Il y a un fossé entre ce que veulent Abdelilah Benkirane et ses soutiens et ce que disent les statuts du Parti de la justice et du développement qu’il vaut mieux éviter de franchir, au risque de commettre ce qu’on pourrait appeler un hold-up politique, grave de conséquences. Expliquons de manière plus claire les choses :
- Le secrétaire général du PJD, en poste depuis 2008, a bouclé deux mandats. Les statuts de cette formation politique fixent justement le nombre de mandats du SG à deux, ce qui ne lui permet donc pas d’en briguer un troisième. Le Congrès du parti, dont la date a été fixée à décembre, devra donc désigner le successeur de Benkirane.
- Depuis plusieurs semaines, les alliés de Benkirane sont mobilisés afin justement de le faire réélire, se confrontant parfois violemment aux soutiens d’un autre homme fort de cette formation politique, le chef de gouvernement, Saâd Eddine El Othmani. Ce dernier est pour certains celui à qui l’on doit légitimement confier les destinées du PJD. Dans ce cas d’ailleurs, Benkirane rendrait le pouvoir à celui auquel il l’avait pris, puisque El Othmani a été secrétaire général du parti de 2004 à 2008.

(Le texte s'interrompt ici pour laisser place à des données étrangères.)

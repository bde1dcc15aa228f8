//! Video registry entries.

use bitflags::bitflags;
use chrono::{DateTime, Utc};
use serde::{Deserialize, Serialize};

bitflags! {
    /// Per-video tracking flags stored in the registry.
    #[derive(Debug, Clone, Copy, PartialEq, Eq, Hash, Serialize, Deserialize)]
    pub struct VideoFlags: u8 {
        /// The video is still within the window where hourly data is offered.
        const RECENT = 1 << 0;
        /// The upload time is exact to the minute rather than inferred from
        /// the first chart bucket.
        const PRECISE_UPLOAD = 1 << 1;
    }
}

impl Default for VideoFlags {
    fn default() -> Self {
        Self::RECENT
    }
}

/// One row of the video registry.
#[derive(Debug, Clone, PartialEq, Eq, Serialize, Deserialize)]
pub struct VideoEntry {
    /// Video id.
    pub id: String,
    /// Upload instant.
    pub uploaded: DateTime<Utc>,
    /// Title at the time the video was registered.
    pub title: String,
    /// Tracking flags.
    pub flags: VideoFlags,
}

impl VideoEntry {
    /// New entry flagged as recent.
    pub fn new(id: impl Into<String>, uploaded: DateTime<Utc>, title: impl Into<String>) -> Self {
        Self {
            id: id.into(),
            uploaded,
            title: title.into(),
            flags: VideoFlags::default(),
        }
    }

    /// Builder-style flag override.
    #[must_use]
    pub const fn with_flags(mut self, flags: VideoFlags) -> Self {
        self.flags = flags;
        self
    }

    /// Still eligible for since-published hourly data.
    #[must_use]
    pub const fn is_recent(&self) -> bool {
        self.flags.contains(VideoFlags::RECENT)
    }

    /// Upload time known to the minute.
    #[must_use]
    pub const fn is_precise(&self) -> bool {
        self.flags.contains(VideoFlags::PRECISE_UPLOAD)
    }
}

- Benkirane veut visiblement d’un troisième mandat, quand bien même il ne l’avoue qu’à demi mot : «Ma période est terminée d’un point de vue légal et juridique… sauf événement extraordinaire». Cette déclaration ne souffre d’aucune ambiguïté.

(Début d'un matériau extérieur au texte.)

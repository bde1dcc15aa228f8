// Shared fixtures so tests can `use helpers::*;`
#![allow(dead_code)]

use std::sync::Arc;

use chrono::{DateTime, NaiveDate, NaiveDateTime, TimeZone, Utc};
use ytrack::{SeriesKey, Tracker};
use ytrack_mock::{CardBuilder, MemoryStore, MockSource};

/// Channel every test tracker is configured for.
pub const CHANNEL: &str = "UCxxxxxxxxxxxxxxxxxxxxxx";

/// Dashboard-local time on 2024-01-`d` at `h`:00.
pub fn naive(d: u32, h: u32) -> NaiveDateTime {
    NaiveDate::from_ymd_opt(2024, 1, d)
        .unwrap()
        .and_hms_opt(h, 0, 0)
        .unwrap()
}

/// UTC instant on 2024-01-`d` at `h`:00.
pub fn at(d: u32, h: u32) -> DateTime<Utc> {
    Utc.with_ymd_and_hms(2024, 1, d, h, 0, 0).unwrap()
}

pub fn channel_key() -> SeriesKey {
    SeriesKey::hourly_channel(CHANNEL)
}

/// Tracker over a mock source and a shared in-memory store.
pub fn tracker(source: MockSource, store: &Arc<MemoryStore>) -> Tracker {
    Tracker::builder()
        .with_source(Arc::new(source))
        .with_store(store.clone())
        .channel_id(CHANNEL)
        .build()
        .unwrap()
}

/// Channel card refreshed at 01:00 on Jan 3 with hourly buckets from
/// 20:00 on Jan 2; `vidA` earns 40 views spread over the first four.
pub fn first_channel_card() -> CardBuilder {
    CardBuilder::new(naive(3, 1))
        .hourly(naive(2, 20), &[5, 6, 7, 8, 9])
        .video("vidA", "40", &[1.0, 1.0, 1.0, 1.0, 0.0])
        .entity(CHANNEL)
}

/// Video card for `id` whose "YouTube search" share of a 40-view total is
/// spread over the first four buckets.
pub fn video_card(id: &str) -> CardBuilder {
    CardBuilder::new(naive(3, 1))
        .hourly(naive(2, 20), &[1, 2, 3, 4, 5])
        .traffic_source("YouTube search", "50.0%", &[1.0, 1.0, 1.0, 1.0, 0.0])
        .total("40")
        .entity(id)
}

Conclusion : Benkirane joue en quelque sorte le jeu du désintéressement intéressé, poussant ses partisans à maintenir la pression pour que le Congrès amende les statuts et lui ouvre les portes d’une possible réélection. Cela peut bien évidemment marcher. Mais à quel prix ? Le jeu en vaut-il la chandelle ? Le parti survivra-t-il à une scission aussi profonde ?
La session extraordinaire du Conseil national préparatoire au congrès, qui doit normalement avoir lieu ce samedi, nous en donnera un aperçu. Il promet pour le moins d’être tendu.■
D. W.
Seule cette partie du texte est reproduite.